┌──

//! The fixed set of metrics recorded while planning a scan, live and snapshotted.

use std::collections::BTreeMap;

use serde::ser::SerializeMap as _;
use serde::{Serialize, Serializer};
use serde_json::Value;
use strum::{AsRefStr, Display as StrumDisplay, EnumCount, EnumIter, EnumString, IntoEnumIterator};

use super::{
    Counter, CounterResult, MetricsContext, NoopMetricsContext, TimeUnit, Timer, TimerResult, Unit,
};
use crate::json::as_object;
use crate::KernelResult;

/// The metrics a scan records. Declaration order is the order they appear in on the wire.
#[derive(
    Debug,
    Clone,
    Copy,
    PartialEq,
    Eq,
    PartialOrd,
    Ord,
    Hash,
    EnumIter,
    EnumString,
    EnumCount,
    StrumDisplay,
    AsRefStr,
)]
#[strum(serialize_all = "kebab-case")]
pub enum ScanMetricName {
    TotalPlanningDuration,
    ResultDataFiles,
    ResultDeleteFiles,
    TotalDataManifests,
    TotalDeleteManifests,
    ScannedDataManifests,
    SkippedDataManifests,
    TotalFileSizeInBytes,
    TotalDeleteFileSizeInBytes,
}

/// Whether a metric is a timer or a counter, and in which unit.
#[derive(Debug, Clone, Copy, PartialEq, Eq)]
pub enum MetricKind {
    Timer(TimeUnit),
    Counter(Unit),
}

impl ScanMetricName {
    pub fn kind(self) -> MetricKind {
        use ScanMetricName::*;
        match self {
            TotalPlanningDuration => MetricKind::Timer(TimeUnit::Nanoseconds),
            ResultDataFiles | ResultDeleteFiles | TotalDataManifests | TotalDeleteManifests
            | ScannedDataManifests | SkippedDataManifests => MetricKind::Counter(Unit::Count),
            TotalFileSizeInBytes | TotalDeleteFileSizeInBytes => MetricKind::Counter(Unit::Bytes),
        }
    }
}

/// Live handles for every [`ScanMetricName`], created from one [`MetricsContext`].
///
/// The scan engine updates these while it plans; [`ScanMetricsResult::from_scan_metrics`] takes
/// the snapshot that ends up in a [`ScanReport`](super::ScanReport).
#[derive(Debug, Clone)]
pub struct ScanMetrics {
    total_planning_duration: Timer,
    result_data_files: Counter,
    result_delete_files: Counter,
    total_data_manifests: Counter,
    total_delete_manifests: Counter,
    scanned_data_manifests: Counter,
    skipped_data_manifests: Counter,
    total_file_size_in_bytes: Counter,
    total_delete_file_size_in_bytes: Counter,
}

impl ScanMetrics {
    pub fn new(context: &dyn MetricsContext) -> Self {
        use ScanMetricName::*;
        let counter = |name: ScanMetricName, unit| context.counter(name.as_ref(), unit);
        Self {
            total_planning_duration: context
                .timer(TotalPlanningDuration.as_ref(), TimeUnit::Nanoseconds),
            result_data_files: counter(ResultDataFiles, Unit::Count),
            result_delete_files: counter(ResultDeleteFiles, Unit::Count),
            total_data_manifests: counter(TotalDataManifests, Unit::Count),
            total_delete_manifests: counter(TotalDeleteManifests, Unit::Count),
            scanned_data_manifests: counter(ScannedDataManifests, Unit::Count),
            skipped_data_manifests: counter(SkippedDataManifests, Unit::Count),
            total_file_size_in_bytes: counter(TotalFileSizeInBytes, Unit::Bytes),
            total_delete_file_size_in_bytes: counter(TotalDeleteFileSizeInBytes, Unit::Bytes),
        }
    }

    /// Scan metrics that record nothing.
    pub fn noop() -> Self {
        Self::new(&NoopMetricsContext)
    }

    pub fn total_planning_duration(&self) -> &Timer {
        &self.total_planning_duration
    }

    pub fn result_data_files(&self) -> &Counter {
        &self.result_data_files
    }

    pub fn result_delete_files(&self) -> &Counter {
        &self.result_delete_files
    }

    pub fn total_data_manifests(&self) -> &Counter {
        &self.total_data_manifests
    }

    pub fn total_delete_manifests(&self) -> &Counter {
        &self.total_delete_manifests
    }

    pub fn scanned_data_manifests(&self) -> &Counter {
        &self.scanned_data_manifests
    }

    pub fn skipped_data_manifests(&self) -> &Counter {
        &self.skipped_data_manifests
    }

    pub fn total_file_size_in_bytes(&self) -> &Counter {
        &self.total_file_size_in_bytes
    }

    pub fn total_delete_file_size_in_bytes(&self) -> &Counter {
        &self.total_delete_file_size_in_bytes
    }

    fn counter(&self, name: ScanMetricName) -> Option<&Counter> {
        use ScanMetricName::*;
        match name {
            TotalPlanningDuration => None,
            ResultDataFiles => Some(&self.result_data_files),
            ResultDeleteFiles => Some(&self.result_delete_files),
            TotalDataManifests => Some(&self.total_data_manifests),
            TotalDeleteManifests => Some(&self.total_delete_manifests),
            ScannedDataManifests => Some(&self.scanned_data_manifests),
            SkippedDataManifests => Some(&self.skipped_data_manifests),
            TotalFileSizeInBytes => Some(&self.total_file_size_in_bytes),
            TotalDeleteFileSizeInBytes => Some(&self.total_delete_file_size_in_bytes),
        }
    }

    fn result(&self, name: ScanMetricName) -> Option<MetricResult> {
        match name.kind() {
            MetricKind::Timer(_) => self.total_planning_duration.result().map(MetricResult::Timer),
            MetricKind::Counter(_) => self
                .counter(name)
                .and_then(Counter::result)
                .map(MetricResult::Counter),
        }
    }
}

impl Default for ScanMetrics {
    fn default() -> Self {
        Self::noop()
    }
}

/// A snapshot of a single metric.
#[derive(Debug, Clone, Copy, PartialEq, Eq)]
pub enum MetricResult {
    Counter(CounterResult),
    Timer(TimerResult),
}

impl Serialize for MetricResult {
    fn serialize<S: Serializer>(&self, serializer: S) -> Result<S::Ok, S::Error> {
        match self {
            MetricResult::Counter(counter) => counter.serialize(serializer),
            MetricResult::Timer(timer) => timer.serialize(serializer),
        }
    }
}

/// An immutable snapshot of [`ScanMetrics`].
///
/// Only metrics that saw activity are present: a counter that was never incremented or a timer
/// with no samples is absent rather than zero.
#[derive(Debug, Clone, Default, PartialEq, Eq)]
pub struct ScanMetricsResult {
    metrics: BTreeMap<ScanMetricName, MetricResult>,
}

impl ScanMetricsResult {
    /// Snapshot `scan_metrics`. Each accumulator is read independently, so metrics updated
    /// concurrently with the snapshot may be slightly skewed relative to each other.
    pub fn from_scan_metrics(scan_metrics: &ScanMetrics) -> Self {
        let metrics = ScanMetricName::iter()
            .filter_map(|name| Some((name, scan_metrics.result(name)?)))
            .collect();
        Self { metrics }
    }

    pub fn get(&self, name: ScanMetricName) -> Option<&MetricResult> {
        self.metrics.get(&name)
    }

    /// The recorded metrics, in wire order.
    pub fn iter(&self) -> impl Iterator<Item = (ScanMetricName, &MetricResult)> + '_ {
        self.metrics.iter().map(|(name, result)| (*name, result))
    }

    pub fn len(&self) -> usize {
        self.metrics.len()
    }

    pub fn is_empty(&self) -> bool {
        self.metrics.is_empty()
    }

    fn timer(&self, name: ScanMetricName) -> Option<&TimerResult> {
        match self.get(name)? {
            MetricResult::Timer(timer) => Some(timer),
            MetricResult::Counter(_) => None,
        }
    }

    fn counter(&self, name: ScanMetricName) -> Option<&CounterResult> {
        match self.get(name)? {
            MetricResult::Counter(counter) => Some(counter),
            MetricResult::Timer(_) => None,
        }
    }

    pub fn total_planning_duration(&self) -> Option<&TimerResult> {
        self.timer(ScanMetricName::TotalPlanningDuration)
    }

    pub fn result_data_files(&self) -> Option<&CounterResult> {
        self.counter(ScanMetricName::ResultDataFiles)
    }

    pub fn result_delete_files(&self) -> Option<&CounterResult> {
        self.counter(ScanMetricName::ResultDeleteFiles)
    }

    pub fn total_data_manifests(&self) -> Option<&CounterResult> {
        self.counter(ScanMetricName::TotalDataManifests)
    }

    pub fn total_delete_manifests(&self) -> Option<&CounterResult> {
        self.counter(ScanMetricName::TotalDeleteManifests)
    }

    pub fn scanned_data_manifests(&self) -> Option<&CounterResult> {
        self.counter(ScanMetricName::ScannedDataManifests)
    }

    pub fn skipped_data_manifests(&self) -> Option<&CounterResult> {
        self.counter(ScanMetricName::SkippedDataManifests)
    }

    pub fn total_file_size_in_bytes(&self) -> Option<&CounterResult> {
        self.counter(ScanMetricName::TotalFileSizeInBytes)
    }

    pub fn total_delete_file_size_in_bytes(&self) -> Option<&CounterResult> {
        self.counter(ScanMetricName::TotalDeleteFileSizeInBytes)
    }

    /// Decode the `metrics` wire object. Keys that are not a [`ScanMetricName`] are skipped.
    pub(crate) fn from_json(json: &Value) -> KernelResult<Self> {
        let node = as_object("scan metrics", json)?;
        let mut metrics = BTreeMap::new();
        for name in ScanMetricName::iter() {
            let result = match name.kind() {
                MetricKind::Timer(_) => {
                    TimerResult::from_json_field(name.as_ref(), node)?.map(MetricResult::Timer)
                }
                MetricKind::Counter(_) => {
                    CounterResult::from_json_field(name.as_ref(), node)?.map(MetricResult::Counter)
                }
            };
            if let Some(result) = result {
                metrics.insert(name, result);
            }
        }
        Ok(Self { metrics })
    }
}

impl Serialize for ScanMetricsResult {
    fn serialize<S: Serializer>(&self, serializer: S) -> Result<S::Ok, S::Error> {
        let mut map = serializer.serialize_map(Some(self.metrics.len()))?;
        for (name, result) in &self.metrics {
            map.serialize_entry(name.as_ref(), result)?;
        }
        map.end()
    }
}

└──

> What you have to do
Look over the entries above and count the lines where the word "EnumCount" appears, then report only that count.

> Completed task
2